At this point in time the Giants have been able to muster a very representative defensive line. The Jets still have to do some screening to establish one. The linebackers on both clubs are the real defensive strength. As to the secondaries, traditionally manned by top athletes with real skills, both teams' secondaries will need a strong rush by the front four. You sense that the defensive secondaries are still not quite what the coaching staffs would like them to be.

Back on offense, the Giants have a very strong factor going for them in their excellent tight end, Bob Tucker. He is one of the better tight ends I have seen in my time and with the defense using so many variations of zones, he is a premium to have. Without getting clinical, you will notice some teams are beginning to throw more to the tight ends. I am surprised this wasn't implemented years ago as zone (area) defenses began to appear more fre quently. A tight end like Tucker has an opportunity to get into various open areas against any kind of zone.

Looking at the two coaches, I point out that I know more about Walt Michaels than about John McVay. I coached against Michaels when he played (and he played very well) and when he coached. Walt is knowledgeable, committed, sound, and possesses a strong coaching background, starting with his work under Paul Brown, whom I consider one of the best to learn from. Walt is an excellent defensive coach with flexibility of thought and the ability to adapt a defense to the type of people he has, unlike a number of other coaches. This ability is evidenced by the resurgence of Barzilauskas at defensive tackle, so highly rated a few years ago but not effective since then. The blame can be attributed to the former defensive coaches who tried to get Barzilauskas to play the finesse game, that of "reading" or "keying" (reacting to the moves of the offensive linemen), instead of utilizing his great size, strength, and aggressiveness on the enemy line by penetrating into offensive areas. Michaels has him back playing that way.

Walt is also wise in establishing a running-offense mentality without precluding the pass game. This helps of fensive linemen feel better mentally and physically by giving them an opportunity to "fire out" or "blast" at the opposition defense.

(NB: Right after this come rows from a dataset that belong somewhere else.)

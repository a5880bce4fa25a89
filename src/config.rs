use std::time::Duration;

use crate::error::{positive_finite, GridError};

/// Retry behaviour for failed page fetches.
///
/// Backoff doubles after every failed attempt, capped at `max_backoff`.
#[derive(Debug, Clone, PartialEq)]
pub struct RetryPolicy {
    /// Total attempts per page, including the first one.
    pub max_attempts: u32,
    pub initial_backoff: Duration,
    pub max_backoff: Duration,
}

impl Default for RetryPolicy {
    fn default() -> Self {
        Self {
            max_attempts: 3,
            initial_backoff: Duration::from_millis(100),
            max_backoff: Duration::from_secs(2),
        }
    }
}

impl RetryPolicy {
    /// Delay to wait after the given failed attempt (1-based).
    pub fn backoff_for(&self, attempt: u32) -> Duration {
        let shift = attempt.saturating_sub(1).min(16);
        self.initial_backoff
            .saturating_mul(1u32 << shift)
            .min(self.max_backoff)
    }
}

/// Configuration for a media grid instance.
#[derive(Debug, Clone, PartialEq)]
pub struct GridConfig {
    /// Row height in pixels at scale 1.0 (default: 220)
    pub base_row_height: f64,
    /// Gap between tiles and between rows in pixels (default: 0)
    pub gap: f64,
    /// Initial container width in pixels (default: 1200)
    pub container_width: f64,
    /// Initial viewport height in pixels (default: 800)
    pub viewport_height: f64,
    /// Extra pixels above and below the viewport that are still rendered (default: 400)
    pub overscan: f64,
    /// How far below the rendered window rows are packed and pages fetched (default: 1200)
    pub prefetch_distance: f64,
    /// Maximum items packed per event turn while catching up after an invalidation (default: 512)
    pub pack_budget: usize,
    /// Lowest accepted scale multiplier (default: 0.25)
    pub min_scale: f64,
    /// Highest accepted scale multiplier (default: 4.0)
    pub max_scale: f64,
    pub retry: RetryPolicy,
}

impl Default for GridConfig {
    fn default() -> Self {
        Self {
            base_row_height: 220.0,
            gap: 0.0,
            container_width: 1200.0,
            viewport_height: 800.0,
            overscan: 400.0,
            prefetch_distance: 1200.0,
            pack_budget: 512,
            min_scale: 0.25,
            max_scale: 4.0,
            retry: RetryPolicy::default(),
        }
    }
}

impl GridConfig {
    pub fn validate(&self) -> Result<(), GridError> {
        if !positive_finite(self.base_row_height) {
            return Err(GridError::InvalidRowHeight(self.base_row_height));
        }
        if !positive_finite(self.container_width) {
            return Err(GridError::InvalidContainerWidth(self.container_width));
        }
        if !self.gap.is_finite() || self.gap < 0.0 || self.gap >= self.container_width {
            return Err(GridError::InvalidGap(self.gap));
        }
        if !self.viewport_height.is_finite() || self.viewport_height < 0.0 {
            return Err(GridError::InvalidViewport {
                scroll_offset: 0.0,
                height: self.viewport_height,
            });
        }
        if !self.overscan.is_finite() || self.overscan < 0.0 {
            return Err(GridError::InvalidConfig("overscan must be non-negative"));
        }
        if !self.prefetch_distance.is_finite() || self.prefetch_distance < 0.0 {
            return Err(GridError::InvalidConfig("prefetch distance must be non-negative"));
        }
        if self.pack_budget == 0 {
            return Err(GridError::InvalidConfig("pack budget must be at least one item"));
        }
        if !positive_finite(self.min_scale) || !positive_finite(self.max_scale) {
            return Err(GridError::InvalidConfig("scale bounds must be positive"));
        }
        if self.min_scale > self.max_scale {
            return Err(GridError::InvalidConfig("min scale exceeds max scale"));
        }
        if self.retry.max_attempts == 0 {
            return Err(GridError::InvalidConfig("retry policy needs at least one attempt"));
        }
        Ok(())
    }
}
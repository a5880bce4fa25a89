use tracing::debug;

use crate::error::{positive_finite, GridError};

/// Holds the row-height multiplier.
///
/// Every accepted change bumps `generation`; the grid compares generations to
/// know its packed rows are out of date.
#[derive(Debug, Clone)]
pub struct ScaleController {
    base_row_height: f64,
    scale: f64,
    min_scale: f64,
    max_scale: f64,
    generation: u64,
}

impl ScaleController {
    pub fn new(base_row_height: f64, min_scale: f64, max_scale: f64) -> Result<Self, GridError> {
        if !positive_finite(base_row_height) {
            return Err(GridError::InvalidRowHeight(base_row_height));
        }
        if !positive_finite(min_scale) || !positive_finite(max_scale) || min_scale > max_scale {
            return Err(GridError::InvalidConfig("scale bounds must be positive and ordered"));
        }
        Ok(Self {
            base_row_height,
            scale: 1.0_f64.clamp(min_scale, max_scale),
            min_scale,
            max_scale,
            generation: 0,
        })
    }

    /// Sets the multiplier, clamped to the configured bounds.
    ///
    /// Returns whether the target row height changed.
    pub fn set_scale(&mut self, scale: f64) -> Result<bool, GridError> {
        if !positive_finite(scale) {
            return Err(GridError::InvalidScale(scale));
        }
        let clamped = scale.clamp(self.min_scale, self.max_scale);
        if clamped == self.scale {
            return Ok(false);
        }
        debug!(from = self.scale, to = clamped, "Scale changed");
        self.scale = clamped;
        self.generation += 1;
        Ok(true)
    }

    pub fn scale(&self) -> f64 {
        self.scale
    }

    pub fn target_row_height(&self) -> f64 {
        self.base_row_height * self.scale
    }

    pub fn generation(&self) -> u64 {
        self.generation
    }
}

#[cfg(test)]
mod tests {
    use super::*;

    #[test]
    fn test_target_height_follows_scale() {
        let mut scale = ScaleController::new(200.0, 0.25, 4.0).unwrap();
        assert_eq!(scale.target_row_height(), 200.0);

        assert!(scale.set_scale(1.5).unwrap());
        assert_eq!(scale.target_row_height(), 300.0);
        assert_eq!(scale.generation(), 1);
    }

    #[test]
    fn test_same_value_is_not_a_change() {
        let mut scale = ScaleController::new(200.0, 0.25, 4.0).unwrap();
        assert!(!scale.set_scale(1.0).unwrap());
        assert_eq!(scale.generation(), 0);
    }

    #[test]
    fn test_out_of_range_is_clamped() {
        let mut scale = ScaleController::new(100.0, 0.5, 2.0).unwrap();
        scale.set_scale(10.0).unwrap();
        assert_eq!(scale.scale(), 2.0);
        assert!(!scale.set_scale(3.0).unwrap());
    }

    #[test]
    fn test_invalid_scale_is_rejected() {
        let mut scale = ScaleController::new(100.0, 0.5, 2.0).unwrap();
        assert_eq!(scale.set_scale(0.0), Err(GridError::InvalidScale(0.0)));
        assert!(scale.set_scale(f64::NAN).is_err());
        assert_eq!(scale.scale(), 1.0);
        assert_eq!(scale.generation(), 0);
    }
}
pub mod justified;
pub mod scale;
pub mod viewport;

pub use justified::{pack, JustifiedPacker, PackParams};
pub use scale::ScaleController;
pub use viewport::{RowOffsets, VirtualWindow};
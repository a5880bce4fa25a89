pub mod item_sequence;
pub mod media_item;
pub mod row_model;
pub mod selection_store;

pub use item_sequence::*;
pub use media_item::*;
pub use row_model::*;
pub use selection_store::*;
use tracing::warn;

use crate::error::{positive_finite, GridError};
use crate::models::{ImagePlacement, ImageRow, Item};

/// Inputs of the justified layout. Two packs with equal params over equal
/// items produce identical rows.
#[derive(Debug, Clone, Copy, PartialEq)]
pub struct PackParams {
    pub container_width: f64,
    pub target_row_height: f64,
    pub gap: f64,
}

impl PackParams {
    pub fn new(container_width: f64, target_row_height: f64, gap: f64) -> Result<Self, GridError> {
        if !positive_finite(container_width) {
            return Err(GridError::InvalidContainerWidth(container_width));
        }
        if !positive_finite(target_row_height) {
            return Err(GridError::InvalidRowHeight(target_row_height));
        }
        if !gap.is_finite() || gap < 0.0 || gap >= container_width {
            return Err(GridError::InvalidGap(gap));
        }
        Ok(Self {
            container_width,
            target_row_height,
            gap,
        })
    }
}

#[derive(Debug, Clone)]
struct PendingTile {
    hash: String,
    natural_width: f64,
}

/// Greedy justified row packer that accepts items one at a time.
///
/// # Algorithm
/// 1. Each item gets a natural width at the target row height.
/// 2. Items accumulate in an open row until natural widths plus gaps reach
///    the container width.
/// 3. The row is closed with a uniform scale so it spans the container
///    exactly; its height becomes `target_row_height * scale`.
/// 4. Items still in the open row are laid out unstretched at the target
///    height, left-aligned, until more items close the row.
///
/// Closed rows are never touched again, so feeding more items only appends.
#[derive(Debug, Clone)]
pub struct JustifiedPacker {
    params: PackParams,
    rows: Vec<ImageRow>,
    pending: Vec<PendingTile>,
    pending_width: f64,
    consumed: usize,
    skipped: usize,
}

impl JustifiedPacker {
    pub fn new(params: PackParams) -> Self {
        Self {
            params,
            rows: Vec::new(),
            pending: Vec::new(),
            pending_width: 0.0,
            consumed: 0,
            skipped: 0,
        }
    }

    pub fn params(&self) -> PackParams {
        self.params
    }

    pub fn closed_rows(&self) -> &[ImageRow] {
        &self.rows
    }

    /// Number of items fed so far, skipped ones included.
    pub fn consumed(&self) -> usize {
        self.consumed
    }

    /// Number of items rejected for unusable dimensions.
    pub fn skipped(&self) -> usize {
        self.skipped
    }

    /// Feeds one item. Returns true when a row was closed.
    pub fn push(&mut self, item: &Item) -> bool {
        self.consumed += 1;

        let natural_width = item.natural_width(self.params.target_row_height);
        if item.is_degenerate() || !positive_finite(natural_width) {
            self.skipped += 1;
            warn!(
                hash = %item.hash,
                width = item.width,
                height = item.height,
                "Skipping item with unusable dimensions"
            );
            return false;
        }

        let mut closed = false;
        // Gaps alone would fill the container: close what we have first.
        if !self.pending.is_empty()
            && self.params.gap * self.pending.len() as f64 >= self.params.container_width
        {
            self.close_row();
            closed = true;
        }

        self.pending.push(PendingTile {
            hash: item.hash.clone(),
            natural_width,
        });
        self.pending_width += natural_width;

        if self.pending_width + self.pending_gaps() >= self.params.container_width {
            self.close_row();
            closed = true;
        }
        closed
    }

    /// Feeds items in order. Returns the number of rows closed.
    pub fn extend<'a, I>(&mut self, items: I) -> usize
    where
        I: IntoIterator<Item = &'a Item>,
    {
        items.into_iter().filter(|item| self.push(item)).count()
    }

    /// The trailing row that has not reached the container width yet, laid
    /// out at the unscaled target height.
    pub fn open_row(&self) -> Option<ImageRow> {
        if self.pending.is_empty() {
            None
        } else {
            Some(self.layout_pending(1.0))
        }
    }

    pub fn open_row_height(&self) -> Option<f64> {
        (!self.pending.is_empty()).then_some(self.params.target_row_height)
    }

    /// Closed rows followed by the open row, if any.
    pub fn into_rows(self) -> Vec<ImageRow> {
        let open = self.open_row();
        let mut rows = self.rows;
        rows.extend(open);
        rows
    }

    fn pending_gaps(&self) -> f64 {
        self.params.gap * self.pending.len().saturating_sub(1) as f64
    }

    fn close_row(&mut self) {
        let available = self.params.container_width - self.pending_gaps();
        let scale = available / self.pending_width;
        let row = self.layout_pending(scale);
        self.rows.push(row);
        self.pending.clear();
        self.pending_width = 0.0;
    }

    fn layout_pending(&self, scale: f64) -> ImageRow {
        let container_width = self.params.container_width;
        let gap_fraction = self.params.gap / container_width;
        let mut x = 0.0;
        let images = self
            .pending
            .iter()
            .map(|tile| {
                let width = tile.natural_width * scale / container_width;
                let placement = ImagePlacement {
                    hash: tile.hash.clone(),
                    x_relative: x,
                    y_relative: 0.0,
                    width,
                    height: 1.0,
                };
                x += width + gap_fraction;
                placement
            })
            .collect();

        ImageRow::new(
            self.rows.len(),
            self.params.target_row_height * scale,
            images,
        )
    }
}

/// Packs a complete item slice into justified rows.
///
/// The last row is left unstretched if the items ran out before it filled
/// the container.
pub fn pack(items: &[Item], params: PackParams) -> Vec<ImageRow> {
    let mut packer = JustifiedPacker::new(params);
    packer.extend(items);
    packer.into_rows()
}

#[cfg(test)]
mod tests {
    use super::*;

    const EPSILON: f64 = 1e-9;

    fn make_item(hash: &str, width: f64, height: f64) -> Item {
        Item::new(hash, width, height)
    }

    fn varied_items(count: usize) -> Vec<Item> {
        let ratios = [1.0, 1.5, 0.75, 16.0 / 9.0, 0.5, 2.4, 1.0 / 3.0];
        (0..count)
            .map(|i| make_item(&format!("{i}"), ratios[i % ratios.len()] * 900.0, 900.0))
            .collect()
    }

    fn params(width: f64, height: f64, gap: f64) -> PackParams {
        PackParams::new(width, height, gap).unwrap()
    }

    #[test]
    fn test_empty_items() {
        let rows = pack(&[], params(1920.0, 220.0, 0.0));
        assert!(rows.is_empty());
    }

    #[test]
    fn test_aspect_ratio_scenario() {
        let items = vec![
            make_item("square", 100.0, 100.0),
            make_item("wide", 200.0, 100.0),
            make_item("tall", 50.0, 100.0),
        ];
        let rows = pack(&items, params(300.0, 100.0, 0.0));

        assert_eq!(rows.len(), 2);
        assert_eq!(rows[0].index, 0);
        assert!((rows[0].height - 100.0).abs() < EPSILON);
        let hashes: Vec<&str> = rows[0].images.iter().map(|p| p.hash.as_str()).collect();
        assert_eq!(hashes, vec!["square", "wide"]);
        assert!((rows[0].images[0].width - 1.0 / 3.0).abs() < EPSILON);
        assert!((rows[0].images[1].x_relative - 1.0 / 3.0).abs() < EPSILON);

        assert_eq!(rows[1].index, 1);
        assert_eq!(rows[1].images.len(), 1);
        assert_eq!(rows[1].images[0].hash, "tall");
        assert!((rows[1].height - 100.0).abs() < EPSILON);
        assert!((rows[1].images[0].width - 50.0 / 300.0).abs() < EPSILON);
    }

    #[test]
    fn test_closed_rows_span_container() {
        let width = 1280.0;
        let gap = 6.0;
        let items = varied_items(200);
        let mut packer = JustifiedPacker::new(params(width, 180.0, gap));
        packer.extend(&items);

        assert!(packer.closed_rows().len() > 10);
        for row in packer.closed_rows() {
            let gaps = gap * (row.images.len() - 1) as f64;
            let total = row.filled_fraction() * width + gaps;
            assert!(
                (total - width).abs() < 1e-6,
                "row {} spans {total}, expected {width}",
                row.index
            );
            assert!(row.height > 0.0);
            for image in &row.images {
                assert!(image.x_relative >= 0.0 && image.x_relative < 1.0);
                assert!(image.width > 0.0 && image.width <= 1.0);
                assert_eq!(image.height, 1.0);
            }
        }
    }

    #[test]
    fn test_packing_is_deterministic() {
        let items = varied_items(120);
        let p = params(1013.0, 197.0, 3.0);
        assert_eq!(pack(&items, p), pack(&items, p));
    }

    #[test]
    fn test_append_keeps_closed_rows() {
        let items = varied_items(150);
        let p = params(1600.0, 200.0, 4.0);

        let mut prefix = JustifiedPacker::new(p);
        prefix.extend(&items[..70]);
        let before = prefix.closed_rows().to_vec();

        prefix.extend(&items[70..]);
        let full = pack(&items, p);

        assert!(!before.is_empty());
        assert_eq!(&full[..before.len()], &before[..]);
        assert_eq!(&prefix.closed_rows()[..before.len()], &before[..]);
    }

    #[test]
    fn test_row_indices_contiguous() {
        let rows = pack(&varied_items(90), params(1920.0, 220.0, 0.0));
        for (expected, row) in rows.iter().enumerate() {
            assert_eq!(row.index, expected);
        }
        let total: usize = rows.iter().map(|r| r.images.len()).sum();
        assert_eq!(total, 90);
    }

    #[test]
    fn test_trailing_row_is_unstretched() {
        let items = vec![make_item("a", 1920.0, 1080.0)];
        let rows = pack(&items, params(1920.0, 220.0, 0.0));
        assert_eq!(rows.len(), 1);
        assert!((rows[0].height - 220.0).abs() < EPSILON);
        assert!(rows[0].filled_fraction() < 1.0);
        assert_eq!(rows[0].images[0].x_relative, 0.0);
    }

    #[test]
    fn test_panorama_shrinks_to_fit() {
        let items = vec![make_item("pano", 15000.0, 1000.0)];
        let rows = pack(&items, params(3000.0, 220.0, 0.0));
        assert_eq!(rows.len(), 1);
        assert!((rows[0].images[0].width - 1.0).abs() < EPSILON);
        assert!((rows[0].height - 200.0).abs() < 1e-6);
    }

    #[test]
    fn test_degenerate_items_are_skipped() {
        let items = vec![
            make_item("a", 100.0, 100.0),
            make_item("zero", 0.0, 100.0),
            make_item("nan", f64::NAN, 100.0),
            make_item("b", 200.0, 100.0),
        ];
        let mut packer = JustifiedPacker::new(params(300.0, 100.0, 0.0));
        packer.extend(&items);

        assert_eq!(packer.consumed(), 4);
        assert_eq!(packer.skipped(), 2);
        let rows = packer.into_rows();
        assert_eq!(rows.len(), 1);
        let hashes: Vec<&str> = rows[0].images.iter().map(|p| p.hash.as_str()).collect();
        assert_eq!(hashes, vec!["a", "b"]);
    }

    #[test]
    fn test_large_gap_closes_row_early() {
        // Three tiny tiles would need 120px of gaps in a 100px container.
        let items = vec![
            make_item("a", 10.0, 100.0),
            make_item("b", 10.0, 100.0),
            make_item("c", 10.0, 100.0),
        ];
        let p = params(100.0, 100.0, 60.0);
        let mut packer = JustifiedPacker::new(p);
        packer.extend(&items);

        let rows = packer.closed_rows();
        assert_eq!(rows.len(), 1);
        assert_eq!(rows[0].images.len(), 2);
        let total = rows[0].filled_fraction() * 100.0 + 60.0;
        assert!((total - 100.0).abs() < 1e-6);
        assert!(rows[0].height > 0.0);
    }

    #[test]
    fn test_params_reject_invalid_values() {
        assert_eq!(
            PackParams::new(0.0, 100.0, 0.0),
            Err(GridError::InvalidContainerWidth(0.0))
        );
        assert_eq!(
            PackParams::new(100.0, -1.0, 0.0),
            Err(GridError::InvalidRowHeight(-1.0))
        );
        assert_eq!(
            PackParams::new(100.0, 100.0, -2.0),
            Err(GridError::InvalidGap(-2.0))
        );
    }
}
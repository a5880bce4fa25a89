//! Item source backed by image and video files in a directory.
//!
//! - File discovery using walkdir, once per source, in path order
//! - Dimensions read from image headers or video container headers
//! - Items identified by an xxh3 hash of the file contents, so copies of the
//!   same file collapse into one item

use std::fs::File;
use std::future::Future;
use std::io::{BufReader, Read};
use std::path::{Path, PathBuf};
use std::sync::Arc;

use anyhow::{bail, Context, Result};
use parking_lot::Mutex;
use tokio::task;
use tracing::{debug, trace, warn};
use walkdir::WalkDir;
use xxhash_rust::xxh3::Xxh3;

use super::video::video_dimensions;
use super::{Cursor, ItemSource, Page};
use crate::models::{Item, MediaKind};

type Listing = Arc<Mutex<Option<Arc<Vec<PathBuf>>>>>;

pub struct DirectoryItemSource {
    root: PathBuf,
    recursive: bool,
    page_size: usize,
    listing: Listing,
}

impl DirectoryItemSource {
    pub fn new(root: impl Into<PathBuf>, page_size: usize) -> Self {
        Self {
            root: root.into(),
            recursive: true,
            page_size: page_size.max(1),
            listing: Arc::new(Mutex::new(None)),
        }
    }

    pub fn recursive(mut self, recursive: bool) -> Self {
        self.recursive = recursive;
        self
    }

    pub fn root(&self) -> &Path {
        &self.root
    }
}

impl ItemSource for DirectoryItemSource {
    fn next_page(&self, cursor: Cursor) -> impl Future<Output = Result<Page>> + Send {
        let root = self.root.clone();
        let recursive = self.recursive;
        let page_size = self.page_size;
        let listing = Arc::clone(&self.listing);

        async move {
            task::spawn_blocking(move || read_page(&root, recursive, &listing, cursor, page_size))
                .await
                .context("Directory page task failed")?
        }
    }
}

fn read_page(
    root: &Path,
    recursive: bool,
    listing: &Listing,
    cursor: Cursor,
    page_size: usize,
) -> Result<Page> {
    let files = listing_for(root, recursive, listing)?;
    let start = cursor.offset() as usize;
    if start > files.len() {
        bail!("cursor {start} is past the end of {} files", files.len());
    }
    let end = (start + page_size).min(files.len());

    let mut items = Vec::with_capacity(end - start);
    for path in &files[start..end] {
        match read_item(path) {
            Ok(item) => items.push(item),
            Err(err) => warn!(error = ?err, path = %path.display(), "Skipping unreadable file"),
        }
    }

    debug!(start, end, total = files.len(), read = items.len(), "Read directory page");
    Ok(Page {
        items,
        next: (end < files.len()).then(|| Cursor::new(end as u64)),
    })
}

fn listing_for(root: &Path, recursive: bool, listing: &Listing) -> Result<Arc<Vec<PathBuf>>> {
    let mut guard = listing.lock();
    if let Some(files) = guard.as_ref() {
        return Ok(Arc::clone(files));
    }
    let files = Arc::new(discover_images(root, recursive)?);
    *guard = Some(Arc::clone(&files));
    Ok(files)
}

fn discover_images(root: &Path, recursive: bool) -> Result<Vec<PathBuf>> {
    if !root.is_dir() {
        bail!("Not a directory: {}", root.display());
    }

    let mut walker = WalkDir::new(root);
    if !recursive {
        walker = walker.max_depth(1);
    }

    let mut files = Vec::new();
    for entry in walker.into_iter().filter_map(|e| e.ok()) {
        if entry.file_type().is_dir() {
            continue;
        }
        let path = entry.path();
        if media_kind(path).is_some() {
            files.push(path.to_path_buf());
        } else {
            trace!(path = %path.display(), "Skipping non-media file");
        }
    }

    files.sort();
    debug!(root = %root.display(), count = files.len(), "Discovered media files");
    Ok(files)
}

fn media_kind(path: &Path) -> Option<MediaKind> {
    let ext = path.extension().and_then(|e| e.to_str())?;
    MediaKind::from_extension(ext)
}

fn read_item(path: &Path) -> Result<Item> {
    let kind = media_kind(path)
        .with_context(|| format!("Not a media file: {}", path.display()))?;
    let (width, height) = match kind {
        MediaKind::Image => image::image_dimensions(path)
            .with_context(|| format!("Failed to read dimensions of {}", path.display()))?,
        MediaKind::Video => video_dimensions(path)?,
    };

    let mut item = Item::new(
        format!("{:016x}", content_hash(path)?),
        f64::from(width),
        f64::from(height),
    )
    .with_kind(kind);
    if let Some(name) = path.file_name() {
        item = item.with_name(name.to_string_lossy());
    }
    Ok(item)
}

/// xxh3 of the whole file, streamed so large videos are never held in memory.
fn content_hash(path: &Path) -> Result<u64> {
    let file = File::open(path).with_context(|| format!("Failed to open {}", path.display()))?;
    let mut reader = BufReader::new(file);
    let mut hasher = Xxh3::new();
    let mut buffer = [0u8; 64 * 1024];
    loop {
        let read = reader
            .read(&mut buffer)
            .with_context(|| format!("Failed to read {}", path.display()))?;
        if read == 0 {
            break;
        }
        hasher.update(&buffer[..read]);
    }
    Ok(hasher.digest())
}

#[cfg(test)]
mod tests {
    use super::*;
    use crate::source::video::tests::{mp4_header, webm_header};
    use crate::source::video::FALLBACK_DIMENSIONS;
    use image::RgbImage;
    use std::fs;
    use tempfile::tempdir;

    fn create_test_image(path: &Path, width: u32, height: u32) {
        RgbImage::new(width, height).save(path).unwrap();
    }

    #[tokio::test]
    async fn test_pages_through_directory() {
        let dir = tempdir().unwrap();
        create_test_image(&dir.path().join("a.png"), 40, 20);
        create_test_image(&dir.path().join("b.png"), 20, 40);
        create_test_image(&dir.path().join("c.png"), 30, 30);
        fs::write(dir.path().join("notes.txt"), b"not media").unwrap();

        let source = DirectoryItemSource::new(dir.path(), 2);
        let first = source.next_page(Cursor::start()).await.unwrap();
        assert_eq!(first.items.len(), 2);
        assert_eq!(first.items[0].name.as_deref(), Some("a.png"));
        assert_eq!((first.items[0].width, first.items[0].height), (40.0, 20.0));
        assert_eq!(first.next, Some(Cursor::new(2)));

        let second = source.next_page(Cursor::new(2)).await.unwrap();
        assert_eq!(second.items.len(), 1);
        assert_eq!(second.items[0].name.as_deref(), Some("c.png"));
        assert_eq!(second.next, None);
    }

    #[tokio::test]
    async fn test_identical_files_share_hash() {
        let dir = tempdir().unwrap();
        create_test_image(&dir.path().join("one.png"), 10, 10);
        fs::copy(dir.path().join("one.png"), dir.path().join("two.png")).unwrap();

        let source = DirectoryItemSource::new(dir.path(), 10);
        let page = source.next_page(Cursor::start()).await.unwrap();
        assert_eq!(page.items.len(), 2);
        assert_eq!(page.items[0].hash, page.items[1].hash);
    }

    #[tokio::test]
    async fn test_unreadable_image_is_skipped() {
        let dir = tempdir().unwrap();
        fs::write(dir.path().join("broken.png"), b"definitely not a png").unwrap();
        create_test_image(&dir.path().join("ok.png"), 8, 4);

        let source = DirectoryItemSource::new(dir.path(), 10);
        let page = source.next_page(Cursor::start()).await.unwrap();
        assert_eq!(page.items.len(), 1);
        assert_eq!(page.items[0].name.as_deref(), Some("ok.png"));
    }

    #[tokio::test]
    async fn test_non_recursive_ignores_subdirectories() {
        let dir = tempdir().unwrap();
        let nested = dir.path().join("nested");
        fs::create_dir(&nested).unwrap();
        create_test_image(&dir.path().join("root.png"), 4, 4);
        create_test_image(&nested.join("deep.png"), 6, 4);

        let recursive = DirectoryItemSource::new(dir.path(), 10);
        let page = recursive.next_page(Cursor::start()).await.unwrap();
        assert_eq!(page.items.len(), 2);

        let flat = DirectoryItemSource::new(dir.path(), 10).recursive(false);
        let page = flat.next_page(Cursor::start()).await.unwrap();
        assert_eq!(page.items.len(), 1);
    }

    #[tokio::test]
    async fn test_missing_directory_fails() {
        let dir = tempdir().unwrap();
        let source = DirectoryItemSource::new(dir.path().join("missing"), 10);
        assert!(source.next_page(Cursor::start()).await.is_err());
    }

    #[tokio::test]
    async fn test_videos_become_video_items() {
        let dir = tempdir().unwrap();
        create_test_image(&dir.path().join("a.png"), 40, 20);
        fs::write(dir.path().join("b.mp4"), mp4_header(1280, 720)).unwrap();
        fs::write(dir.path().join("c.webm"), webm_header(640, 480)).unwrap();
        fs::write(dir.path().join("d.mkv"), b"truncated upload").unwrap();

        let source = DirectoryItemSource::new(dir.path(), 10);
        let page = source.next_page(Cursor::start()).await.unwrap();
        assert_eq!(page.items.len(), 4);

        assert!(!page.items[0].is_video());
        let videos = &page.items[1..];
        assert!(videos.iter().all(|item| item.kind == MediaKind::Video));
        assert_eq!((videos[0].width, videos[0].height), (1280.0, 720.0));
        assert_eq!((videos[1].width, videos[1].height), (640.0, 480.0));

        let (width, height) = FALLBACK_DIMENSIONS;
        assert_eq!((videos[2].width, videos[2].height), (f64::from(width), f64::from(height)));
        assert!(!videos[2].is_degenerate());
    }
}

I haven't had much exposure to John McVay. He has impressed me by clearly defining his objectives, expressing them, and implementing them. Too often coaches merely give lip service to their theories. John appears inclined to open up the Giant offense, with the use of more "play action" passes. This says something to me: It helps the young Giant QB's slow the pass rush with the running fake, and I am sure they are aware of what it can do to certain defenses.

Both managements seem to have recognized the errors of the past and have hired football-oriented men to operate the clubs and to rebuild through the draft and by playing young people.

When they didn't: Sherman's Giant coaching record was 57-51-4.

As a onetime coach and a full-time fan, I have tended to steer clear of preseason predictions. Back in 1963, I think it was, we were playing the Cleveland Browns out there in a crucial game. They'd beaten us in New York with Jimmy Brown having a big day. So before the game I said to my coaches, "Let's get the hell out of here." A coach doesn't do any good in those last few minutes. So we went out on the field and we looked up at that big scoreboard and I said, "Let's throw in $25 apiece and see which of us picks the most winners in the league today." There were seven or eight of us, all professional coaches, and do you know, the best any of us got was three winners out of the whole league?

Having prepared my defense, I will now go out on a limb and predict both the Giants and the Jets will be improved and respectable ball clubs this season but that both will have a difficult time making the playoffs.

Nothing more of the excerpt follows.